What Most Businesses Get Wrong About SEO (And Why It’s Costing You Leads)

Publish Date: March 18, 2026

What Most Businesses Get Wrong About SEO

Most businesses don’t have an SEO problem.

They have a misunderstanding of what SEO is actually supposed to do.

On the surface, it seems straightforward:

  • Pick some keywords
  • Rank on Google
  • Get more traffic

But that’s where things start to break down.

Because traffic isn’t the goal.


The First Misconception: More Traffic = More Leads

This is probably the biggest one.

A lot of companies invest in SEO expecting that more visitors will automatically turn into more business.

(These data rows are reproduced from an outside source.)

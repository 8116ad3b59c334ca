//! # Logging Helpers
//!
//! Log-spam control for the telegram path. EnOcean sensors repeat the same
//! telegram every few minutes, so a device stuck in an invalid state would
//! otherwise flood the log with identical warnings.
//!
//! - [`LogThrottle`] caps messages per time window
//! - [`WarnOnce`] lets a warning fire once per key until it is cleared
//! - [`log_telegram_hex`] dumps payload bytes at debug level

use std::collections::HashSet;
use std::hash::Hash;
use std::time::{Duration, Instant};

/// Caps how many messages pass per time window.
#[derive(Debug)]
pub struct LogThrottle {
    window: Duration,
    cap: u32,
    count: u32,
    window_start: Option<Instant>,
}

impl LogThrottle {
    /// ```rust
    /// use enocean_rs::util::logging::LogThrottle;
    /// use std::time::{Duration, Instant};
    ///
    /// // five messages per second
    /// let mut throttle = LogThrottle::new(Duration::from_secs(1), 5);
    /// assert!(throttle.allow(Instant::now()));
    /// ```
    pub fn new(window: Duration, cap: u32) -> Self {
        Self {
            window,
            cap,
            count: 0,
            window_start: None,
        }
    }

    /// Count one message at `now` and report whether it may be logged.
    /// Messages dropped in the previous window are reported when a new one
    /// opens.
    pub fn allow(&mut self, now: Instant) -> bool {
        let expired = self
            .window_start
            .map_or(true, |start| now.saturating_duration_since(start) >= self.window);
        if expired {
            if self.count > self.cap {
                log::warn!("{} similar warnings suppressed", self.count - self.cap);
            }
            self.window_start = Some(now);
            self.count = 0;
        }

        self.count = self.count.saturating_add(1);
        self.count <= self.cap
    }

    /// Messages dropped so far in the current window.
    pub fn suppressed(&self) -> u32 {
        self.count.saturating_sub(self.cap)
    }
}

/// Remembers which keys already produced a warning.
#[derive(Debug)]
pub struct WarnOnce<K> {
    seen: HashSet<K>,
}

impl<K: Eq + Hash> WarnOnce<K> {
    pub fn new() -> Self {
        Self {
            seen: HashSet::new(),
        }
    }

    /// Returns `true` the first time `key` is seen.
    pub fn first(&mut self, key: K) -> bool {
        self.seen.insert(key)
    }

    /// Re-arm the warning for `key`.
    pub fn clear(&mut self, key: &K) {
        self.seen.remove(key);
    }

    pub fn clear_all(&mut self) {
        self.seen.clear();
    }
}

impl<K: Eq + Hash> Default for WarnOnce<K> {
    fn default() -> Self {
        Self::new()
    }
}

/// Log telegram payload bytes in hex at debug level
pub fn log_telegram_hex(prefix: &str, data: &[u8]) {
    const MAX_LOG_BYTES: usize = 32;

    let display_data = &data[..data.len().min(MAX_LOG_BYTES)];
    let hex_str = crate::util::hex::format_hex_compact(display_data);
    let suffix = if data.len() > MAX_LOG_BYTES {
        format!(" ... ({} bytes total)", data.len())
    } else {
        String::new()
    };

    log::debug!("{prefix}: {hex_str}{suffix}");
}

But in reality, you can drive thousands of people to a website…
and still generate zero leads.

Why?

Because not all traffic is equal.

If the people landing on your site aren’t actively looking to buy, they’re not going to convert, no matter how good your website looks.


The Part Most Businesses Skip: Search Intent

This is where SEO actually becomes useful.

Every search falls into a category:

  • Informational: learning, researching
  • Commercial: comparing options
  • Transactional: ready to take action

Most businesses accidentally focus too heavily on informational content.

Which is great for visibility, but not for revenue.

If you want leads, your site has to show up for transactional and high-intent searches—the ones tied directly to what you sell.


Why Ranking #1 Doesn’t Always Matter

Another common assumption:

“If we rank higher, we’ll get more business.”

Sometimes that’s true. But not always.

Here’s what we see more often:

  • Ranking for keywords that don’t match what you actually sell
  • Content that sounds polished but doesn’t answer real questions
  • Pages that don’t clearly explain what you do, who it’s for, or why it matters
  • No clear path for someone to take the next step

In those cases, ranking just brings more of the wrong people to your site.


SEO Isn’t a Checklist

A lot of SEO efforts look like this:

  • Fix technical issues
  • Add keywords
  • Publish blogs

Then, nothing changes.

That’s because SEO isn’t a one-time setup.

It’s a system that needs to connect:

  • What people are searching
  • How your site shows up
  • What happens after they land

If any one of those pieces is off, the whole thing underperforms.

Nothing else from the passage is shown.